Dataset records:
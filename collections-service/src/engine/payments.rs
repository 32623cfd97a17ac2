//! Submission of notified instances and gateway-driven settlement.

use chrono::{DateTime, Duration, Utc};
use serde::Serialize;
use tracing::{error, info, instrument, warn};
use uuid::Uuid;

use super::compliance::withdraw_and_carry_forward;
use super::{
    stale, transition_payment, ContractLifecycle, EngineContext, EventOutcome, PaymentChange,
    ReversalHandler,
};
use crate::error::CollectionsError;
use crate::models::{PaymentEvent, PaymentInstance, PaymentStatus};
use crate::services::gateway::{GatewayError, NewGatewayPayment};
use crate::services::metrics::record_operator_alert;

#[derive(Debug, Clone, Default, Serialize)]
pub struct SubmitReport {
    pub submitted: usize,
    pub rejected: usize,
    pub cancelled: usize,
    pub deferred: usize,
    pub errors: usize,
}

/// What a submission attempt did.
#[derive(Debug)]
enum Submission {
    Submitted(PaymentInstance),
    /// Gateway refused the charge, or stayed unreachable through every retry.
    Rejected(PaymentInstance),
    /// Withdrawn because it can no longer be collected as notified.
    Withdrawn(String),
    /// Not collectible right now; left `notified`.
    Deferred(String),
}

pub struct PaymentStateMachine {
    ctx: EngineContext,
    reversals: ReversalHandler,
    lifecycle: ContractLifecycle,
}

impl PaymentStateMachine {
    pub fn new(ctx: EngineContext, reversals: ReversalHandler, lifecycle: ContractLifecycle) -> Self {
        Self {
            ctx,
            reversals,
            lifecycle,
        }
    }

    pub async fn get(&self, payment_id: Uuid) -> Result<PaymentInstance, CollectionsError> {
        self.ctx
            .store
            .get_payment(payment_id)
            .await?
            .ok_or_else(|| CollectionsError::not_found("payment_instance", payment_id))
    }

    /// Hand a notified instance to the gateway.
    ///
    /// Synchronous rejection leaves the instance `failed` and is returned as
    /// `Ok`; the period is not retried. Instances that are not yet notified
    /// are refused with `PreconditionFailed`.
    #[instrument(skip(self))]
    pub async fn submit(
        &self,
        payment_id: Uuid,
        now: DateTime<Utc>,
    ) -> Result<PaymentInstance, CollectionsError> {
        match self.attempt(payment_id, now).await? {
            Submission::Submitted(payment) | Submission::Rejected(payment) => Ok(payment),
            Submission::Withdrawn(reason) | Submission::Deferred(reason) => {
                Err(CollectionsError::PreconditionFailed(reason))
            }
        }
    }

    async fn attempt(
        &self,
        payment_id: Uuid,
        now: DateTime<Utc>,
    ) -> Result<Submission, CollectionsError> {
        let payment = self.get(payment_id).await?;
        match payment.status {
            PaymentStatus::Notified => {}
            PaymentStatus::Submitted => return Ok(Submission::Submitted(payment)),
            PaymentStatus::Scheduled => {
                return Err(CollectionsError::PreconditionFailed(format!(
                    "payment {} has not been pre-notified",
                    payment_id
                )));
            }
            other => return Err(stale(PaymentEvent::Submit, other)),
        }

        let notified_utc = payment.notified_utc.ok_or_else(|| {
            CollectionsError::PreconditionFailed(format!(
                "payment {} has no notification timestamp",
                payment_id
            ))
        })?;
        if notified_utc >= now || notified_utc.date_naive() > payment.notify_by {
            return Err(CollectionsError::PreconditionFailed(format!(
                "payment {} was not notified with sufficient advance notice",
                payment_id
            )));
        }

        let today = now.date_naive();
        if today > payment.due_date {
            let reason = format!("due date {} passed before submission", payment.due_date);
            withdraw_and_carry_forward(&self.ctx, &payment, &reason, now).await?;
            return Ok(Submission::Withdrawn(reason));
        }

        let store = self.ctx.store.as_ref();
        let subscription = store
            .get_subscription(payment.subscription_id)
            .await?
            .ok_or_else(|| CollectionsError::not_found("subscription", payment.subscription_id))?;
        let mandate = store
            .get_mandate(subscription.mandate_id)
            .await?
            .ok_or_else(|| CollectionsError::not_found("mandate", subscription.mandate_id))?;

        if mandate.status.is_terminal() {
            let reason = format!("mandate {}", mandate.status);
            transition_payment(store, payment_id, PaymentEvent::Cancel, now, |p| {
                p.last_error = Some(reason.clone());
            })
            .await?;
            return Ok(Submission::Withdrawn(reason));
        }
        if !mandate.status.can_collect() {
            return Ok(Submission::Deferred(format!("mandate {}", mandate.status)));
        }

        let request = NewGatewayPayment {
            idempotency_key: payment.idempotency_key(),
            gateway_mandate_id: mandate.gateway_mandate_id.clone(),
            amount: payment.amount,
            currency: payment.currency.clone(),
            charge_date: payment.due_date,
            reference: format!("{}-{}", mandate.reference, payment.period_key),
        };

        match self.ctx.gateway.create_payment(&request).await {
            Ok(gateway_payment_id) => {
                let recorded = transition_payment(store, payment_id, PaymentEvent::Submit, now, |p| {
                    p.gateway_payment_id = Some(gateway_payment_id.clone());
                    p.submitted_utc = Some(now);
                    p.last_error = None;
                })
                .await;
                match recorded {
                    Ok(change) => Ok(Submission::Submitted(change.into_payment())),
                    Err(e) => {
                        record_operator_alert("submitted_payment_not_recorded");
                        error!(
                            payment_id = %payment_id,
                            gateway_payment_id = %gateway_payment_id,
                            error = %e,
                            "Gateway accepted payment but local state could not be updated"
                        );
                        Err(e)
                    }
                }
            }
            Err(GatewayError::Rejected { code, message }) => {
                let change = transition_payment(store, payment_id, PaymentEvent::Reject, now, |p| {
                    p.last_error = Some(format!("{}: {}", code, message));
                })
                .await?;
                warn!(payment_id = %payment_id, code = %code, "Gateway rejected payment");
                Ok(Submission::Rejected(change.into_payment()))
            }
            Err(e @ GatewayError::Transient(_)) => {
                record_operator_alert("gateway_retries_exhausted");
                error!(
                    payment_id = %payment_id,
                    error = %e,
                    "Gateway unreachable after retries, marking payment failed for review"
                );
                let change = transition_payment(store, payment_id, PaymentEvent::Reject, now, |p| {
                    p.last_error = Some(e.to_string());
                })
                .await?;
                Ok(Submission::Rejected(change.into_payment()))
            }
        }
    }

    /// Submit every notified instance whose due date is inside the lead window.
    #[instrument(skip(self))]
    pub async fn run_submissions(&self, now: DateTime<Utc>) -> Result<SubmitReport, CollectionsError> {
        let mut report = SubmitReport::default();
        let horizon = now.date_naive() + Duration::days(self.ctx.policy.submission_lead_days);

        for payment in self.ctx.store.list_payments(PaymentStatus::Notified).await? {
            if payment.due_date > horizon {
                continue;
            }
            match self.attempt(payment.payment_id, now).await {
                Ok(Submission::Submitted(_)) => report.submitted += 1,
                Ok(Submission::Rejected(_)) => report.rejected += 1,
                Ok(Submission::Withdrawn(_)) => report.cancelled += 1,
                Ok(Submission::Deferred(reason)) => {
                    info!(payment_id = %payment.payment_id, reason = %reason, "Submission deferred");
                    report.deferred += 1;
                }
                Err(e) => {
                    warn!(payment_id = %payment.payment_id, error = %e, "Submission failed");
                    report.errors += 1;
                }
            }
        }

        info!(
            submitted = report.submitted,
            rejected = report.rejected,
            deferred = report.deferred,
            "Submission run complete"
        );
        Ok(report)
    }

    async fn find_by_gateway_id(
        &self,
        gateway_payment_id: &str,
    ) -> Result<Option<PaymentInstance>, CollectionsError> {
        let payment = self
            .ctx
            .store
            .find_payment_by_gateway_id(gateway_payment_id)
            .await?;
        if payment.is_none() {
            warn!(gateway_payment_id, "Webhook for unknown payment discarded");
        }
        Ok(payment)
    }

    /// `payment.confirmed`.
    #[instrument(skip(self))]
    pub async fn on_gateway_confirmed(
        &self,
        gateway_payment_id: &str,
        now: DateTime<Utc>,
    ) -> Result<EventOutcome, CollectionsError> {
        let Some(payment) = self.find_by_gateway_id(gateway_payment_id).await? else {
            return Ok(EventOutcome::UnknownResource);
        };
        let change = transition_payment(
            self.ctx.store.as_ref(),
            payment.payment_id,
            PaymentEvent::Confirm,
            now,
            |_| {},
        )
        .await?;
        match change {
            PaymentChange::Applied { payment, .. } => {
                self.lifecycle.on_first_payment_confirmed(&payment).await?;
                Ok(EventOutcome::Applied)
            }
            PaymentChange::Unchanged(_) => Ok(EventOutcome::Unchanged),
        }
    }

    /// `payment.paid`. Accepted straight from `submitted` as well.
    #[instrument(skip(self))]
    pub async fn on_gateway_paid(
        &self,
        gateway_payment_id: &str,
        now: DateTime<Utc>,
    ) -> Result<EventOutcome, CollectionsError> {
        let Some(payment) = self.find_by_gateway_id(gateway_payment_id).await? else {
            return Ok(EventOutcome::UnknownResource);
        };
        let change = transition_payment(
            self.ctx.store.as_ref(),
            payment.payment_id,
            PaymentEvent::Settle,
            now,
            |_| {},
        )
        .await?;
        match change {
            PaymentChange::Applied { from, payment } => {
                if from == PaymentStatus::Submitted {
                    self.lifecycle.on_first_payment_confirmed(&payment).await?;
                }
                Ok(EventOutcome::Applied)
            }
            PaymentChange::Unchanged(_) => Ok(EventOutcome::Unchanged),
        }
    }

    /// `payment.failed`. A reason code is classified like a return.
    #[instrument(skip(self, reason))]
    pub async fn on_gateway_failed(
        &self,
        gateway_payment_id: &str,
        reason_code: Option<&str>,
        reason: Option<String>,
        now: DateTime<Utc>,
    ) -> Result<EventOutcome, CollectionsError> {
        let Some(payment) = self.find_by_gateway_id(gateway_payment_id).await? else {
            return Ok(EventOutcome::UnknownResource);
        };
        let change = transition_payment(
            self.ctx.store.as_ref(),
            payment.payment_id,
            PaymentEvent::Fail,
            now,
            |p| {
                p.return_code = reason_code.map(str::to_string);
                p.last_error = reason.clone().or_else(|| reason_code.map(str::to_string));
            },
        )
        .await?;
        let outcome = if change.is_applied() {
            EventOutcome::Applied
        } else {
            EventOutcome::Unchanged
        };
        if let Some(code) = reason_code {
            self.reversals
                .handle_return(change.payment(), code, now)
                .await?;
        }
        Ok(outcome)
    }

    /// `payment.returned`. Accepted from `submitted`, `confirmed` and `paid`.
    ///
    /// The reversal runs on replays too; every mandate action it takes is
    /// idempotent, so a retry after a partial failure completes it.
    #[instrument(skip(self))]
    pub async fn on_gateway_returned(
        &self,
        gateway_payment_id: &str,
        return_code: &str,
        now: DateTime<Utc>,
    ) -> Result<EventOutcome, CollectionsError> {
        let Some(payment) = self.find_by_gateway_id(gateway_payment_id).await? else {
            return Ok(EventOutcome::UnknownResource);
        };
        let change = transition_payment(
            self.ctx.store.as_ref(),
            payment.payment_id,
            PaymentEvent::Return,
            now,
            |p| {
                p.return_code = Some(return_code.to_string());
                p.last_error = Some(format!("returned: {}", return_code));
            },
        )
        .await?;
        self.reversals
            .handle_return(change.payment(), return_code, now)
            .await?;
        Ok(if change.is_applied() {
            EventOutcome::Applied
        } else {
            EventOutcome::Unchanged
        })
    }
}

* _ASSIGNED TASK_
For the records above, tally the lines in which "message" appears, and give the number by itself.

* _RESULT OF THIS TASK_
2